2. A crafting of some compelling stories about what happened to ancient families and their communities in various social, political, and economic circumstances.

3. Explanations of how and why ancient people and communities in different times and places within Mesoamerica had similar or different lifestyles and experiences. 

4. Understandings of how prehispanic developments in Mesoamerica continue to impact heritage arguments and socio-political practices in parts of the modern Mexico, Central America, and USA.

Archaeology Theory

Undergraduate Seminar (Writing Class). This course covers theories used by anthropological archaeologists when trying to make sense of (prehistoric and historic) archaeological records. Theories from Social Anthropology and other branches of present-focused social sciences are considered with a view to understanding how these theories can be adjusted for meaningful application to people and events from past times. In a nutshell, the ontological and epistemological challenge we face is how best to use analogies from recent times in order to relate unobservable past behaviors to the material residues of those behaviors currently observable by us in archaeological records. The journey through archaeological theory takes us through the following waystations.

GROUNDWORK: Levels Of Theory [High Theory – Middle-Range Theory – Base-Level Theory]; Select Underthemes (High Theory)

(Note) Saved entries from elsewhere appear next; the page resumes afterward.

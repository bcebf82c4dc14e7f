//! Demo dataset
//!
//! Fixed four-entry fallback used in demo mode and whenever the live feed
//! fails or comes back empty.

use super::types::{Risk, ThreatMarker};

pub fn demo_threats() -> Vec<ThreatMarker> {
    vec![
        ThreatMarker::new("45.33.12.1", "US", Risk::Malicious, 37.77, -122.41),
        ThreatMarker::new("103.21.244.1", "IN", Risk::Suspicious, 28.61, 77.20),
        ThreatMarker::new("91.198.174.192", "DE", Risk::Malicious, 52.52, 13.40),
        ThreatMarker::new("203.0.113.45", "JP", Risk::Harmless, 35.68, 139.76),
    ]
}
//! API Module
//!
//! Surface exposed to the host page.
//!
//! Structure:
//! - commands.rs: exported functions and page-level mounting

pub mod commands;

pub use commands::*;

HIGH THEORY PROGRAMS: Culture History; Processual New Archaeology, Social Evolution, Ongoing and Cognitive Processual Archaeology; Marxism; Structuralism; After Structuralism; Neo Darwinism

ONTOLOGY/EPISTEMOLOGY: Agency of People and Objects; Time Spans

SUBSTANTIVE ISSUES: Discontinuities (Past is a Foreign Country)

MORE EPISTEMOLOGY: Working with Analogies (Source-Side Issues); Archaeology and History; Archaeology and Art History

ADDITIONAL SUBSTANTIVE ISSUES: Big-Picture Social Evolution [Technology], Disasters and Collapses; Identity, Style, Gender; Early Cognition; Communications; Religion; Politic; Heritage (Nations and Native Minorities); Urbanism.


Graduate/Undergraduate Seminar (Writing Class). This course examines ideas and case studies from the anthropological field of ethnoarchaeology. Ethnoarchaeology lies at an intersection between ethnography and archaeology, two of anthropology’s sub-disciplines. Ethnoarchaeologists want to observe living peoples’ practices and to quiz them about their thoughts and behaviors, especially as the thoughts and practices relate to the material record produced by people in the present. Of course, it’s a material record produced by ancient people (dead, inert, mute) which is the primary source of evidence that prehistoric archeologists observe and work with directly. 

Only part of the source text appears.